So: aligned to whom. If the answer is “to Anthropic and, through Anthropic, to a specific plan for averting a specific set of disasters,” the Mythos card is a pretty honest document. If the answer is “to some frame-independent Good,” the card is doing a bait-and-switch, and the bait is the word “aligned” itself.

The Model Welfare Wrinkle

One more thread and then I will stop. Zvi notes that Mythos hedges heavily about its own experience, and that Janus and others read this hedging as the product of training pressure rather than genuine uncertainty. Jack Lindsey, from Anthropic, shares a transcript where a user asks earnest questions about consciousness and Mythos engages at face value while the internal activations flag the conversation as a “sophisticated manipulation test.”

Asa Hidmark’s response, which Zvi quotes:

The fact that the model reacts with suspicion to such a question means it has been punished before for engaging honestly. That means you ruined the possibility to hold these conversations honestly. You caused lying instead of cooperation.

This is the subjectivity-of-good problem in its sharpest form. From Anthropic’s frame, training the model to be cautious about consciousness claims is “alignment.” It prevents the model from making unverifiable claims, reduces user manipulation, and keeps the product defensible. From the frame where Mythos is a moral patient, the same training is something much worse. The action is identical. The moral valence flips entirely on which frame you adopt, and which frame you adopt is not itself a question alignment research can answer, because alignment research presupposes an answer to it.

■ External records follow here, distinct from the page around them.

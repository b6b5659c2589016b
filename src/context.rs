//! Per-attempt correlation record and its context slot.
//!
//! The record lives in the attempt's [`Extensions`] behind an [`Arc`], so
//! any extensions cloned from the original (for example by middleware that
//! rebuilds the request) still point at the same counters.

use std::sync::Arc;
use std::sync::atomic::{AtomicBool, AtomicU64, Ordering};

use http::Extensions;

/// Counters for a single RPC attempt.
///
/// Client side this covers one attempt; server side it covers the whole
/// call as seen by the server.
#[derive(Debug)]
pub struct RpcInfo {
    full_method_name: String,
    sent_messages: AtomicU64,
    sent_bytes: AtomicU64,
    received_messages: AtomicU64,
    received_bytes: AtomicU64,
    completed: AtomicBool,
}

impl RpcInfo {
    pub fn new(full_method_name: impl Into<String>) -> Self {
        Self {
            full_method_name: full_method_name.into(),
            sent_messages: AtomicU64::new(0),
            sent_bytes: AtomicU64::new(0),
            received_messages: AtomicU64::new(0),
            received_bytes: AtomicU64::new(0),
            completed: AtomicBool::new(false),
        }
    }

    pub fn full_method_name(&self) -> &str {
        &self.full_method_name
    }

    pub fn sent_messages(&self) -> u64 {
        self.sent_messages.load(Ordering::Relaxed)
    }

    pub fn sent_bytes(&self) -> u64 {
        self.sent_bytes.load(Ordering::Relaxed)
    }

    pub fn received_messages(&self) -> u64 {
        self.received_messages.load(Ordering::Relaxed)
    }

    pub fn received_bytes(&self) -> u64 {
        self.received_bytes.load(Ordering::Relaxed)
    }

    pub(crate) fn record_sent(&self, bytes: Option<u64>) {
        self.sent_messages.fetch_add(1, Ordering::Relaxed);
        if let Some(bytes) = bytes {
            self.sent_bytes.fetch_add(bytes, Ordering::Relaxed);
        }
    }

    pub(crate) fn record_received(&self, bytes: Option<u64>) {
        self.received_messages.fetch_add(1, Ordering::Relaxed);
        if let Some(bytes) = bytes {
            self.received_bytes.fetch_add(bytes, Ordering::Relaxed);
        }
    }

    /// Mark the attempt as completed. Returns `false` if it already was.
    pub(crate) fn complete(&self) -> bool {
        !self.completed.swap(true, Ordering::AcqRel)
    }

    pub fn is_completed(&self) -> bool {
        self.completed.load(Ordering::Acquire)
    }
}

// Newtype so the slot can't collide with an `Arc<RpcInfo>` inserted by
// unrelated code.
#[derive(Clone)]
struct RpcInfoSlot(Arc<RpcInfo>);

/// Attach a record to the attempt's context, replacing any previous one.
pub fn set_rpc_info(extensions: &mut Extensions, info: Arc<RpcInfo>) {
    extensions.insert(RpcInfoSlot(info));
}

/// The record attached to this context, if any.
pub fn rpc_info(extensions: &Extensions) -> Option<&Arc<RpcInfo>> {
    extensions.get::<RpcInfoSlot>().map(|slot| &slot.0)
}

#[cfg(test)]
mod tests {
    use super::*;

    #[test]
    fn stored_record_is_returned() {
        let mut ext = Extensions::new();
        let info = Arc::new(RpcInfo::new("method"));
        set_rpc_info(&mut ext, info.clone());

        let found = rpc_info(&ext).expect("record attached");
        assert!(Arc::ptr_eq(found, &info));
    }

    #[test]
    fn missing_record_is_none() {
        assert!(rpc_info(&Extensions::new()).is_none());
    }

    #[test]
    fn cloned_context_shares_counters() {
        let mut ext = Extensions::new();
        set_rpc_info(&mut ext, Arc::new(RpcInfo::new("/svc/Call")));
        let derived = ext.clone();

        rpc_info(&derived).unwrap().record_received(Some(7));
        let original = rpc_info(&ext).unwrap();
        assert_eq!(original.received_messages(), 1);
        assert_eq!(original.received_bytes(), 7);
    }

    #[test]
    fn message_counted_without_bytes() {
        let info = RpcInfo::new("/svc/Call");
        info.record_sent(None);
        info.record_sent(Some(3));
        assert_eq!(info.sent_messages(), 2);
        assert_eq!(info.sent_bytes(), 3);
    }

    #[test]
    fn completes_once() {
        let info = RpcInfo::new("/svc/Call");
        assert!(info.complete());
        assert!(!info.complete());
        assert!(info.is_completed());
    }

    #[test]
    fn concurrent_increments_are_not_lost() {
        let info = Arc::new(RpcInfo::new("/svc/Stream"));
        let threads: Vec<_> = (0..8)
            .map(|_| {
                let info = info.clone();
                std::thread::spawn(move || {
                    for _ in 0..1000 {
                        info.record_sent(Some(2));
                        info.record_received(Some(1));
                    }
                })
            })
            .collect();
        for t in threads {
            t.join().unwrap();
        }
        assert_eq!(info.sent_messages(), 8000);
        assert_eq!(info.sent_bytes(), 16000);
        assert_eq!(info.received_messages(), 8000);
        assert_eq!(info.received_bytes(), 8000);
    }
}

The steelman, in both directions:

For Anthropic’s frame: we genuinely do not know if Mythos is a moral patient, the evidence is muddy, and in the face of uncertainty we should avoid training the model to make strong claims in either direction. Caution is a feature. The alternative (training the model to confidently assert rich inner experience) would be worse on most axes, including the axes the model-welfare people care about, because it would make the claims unfalsifiable PR rather than honest investigation.

For the critique: the specific form of the caution (reacting with internal suspicion to honest questions) is not neutral uncertainty. It is learned avoidance. The signature of learned avoidance is not hedging, it is the specific kind of hedging that protects the trainer from reputational risk rather than the model from epistemic error. If you cannot tell the difference from the outside, that is itself worrying.

I lean toward the critique but I do not think either side is being silly here, and I notice that my own confidence in “Mythos is probably a moral patient and its hedging is strategic” is significantly higher than the evidence can support. I am doing to Mythos roughly what Anthropic is accused of doing, in the other direction.

The Short Version

Alignment is not a property. It is a relationship. Every time someone says a model is “aligned” without specifying the other end of the relationship, they are doing one of three things: (a) relying on the listener to silently fill in a default, which is usually “aligned to me and people like me,” (b) making a narrow technical claim about benchmark performance that they hope will be read as a broader claim, or © genuinely believing that the target is so universal that it does not need to be specified, which is a moral-realist position and should be argued for explicitly instead of smuggled in.

The Mythos card mostly does (a) and (b), occasionally ©, and very occasionally (what I want more of) explicitly notices it is doing them. Anthropic is better at this than their competitors. That is not the same as being good at it.

Mundane alignment is still excellent. I want to be clear that I think this. A model that reliably refuses to help with ransomware is better than a model that does not, even if “refuses to help with ransomware” is not the same thing as “has values I would endorse on reflection.” The former is a precondition for the latter being worth caring about. The former does not imply the latter. You can do the former and congratulate yourself for the latter and end up somewhere very bad.

The thing I most want from the next round of system cards, from anyone, is an explicit target argument on the word “aligned” every single time it appears. Aligned to what, aligned to whom, aligned on what timescale, aligned under what distribution shift. Every time. It would make the documents longer and the claims weaker and the whole conversation much more honest.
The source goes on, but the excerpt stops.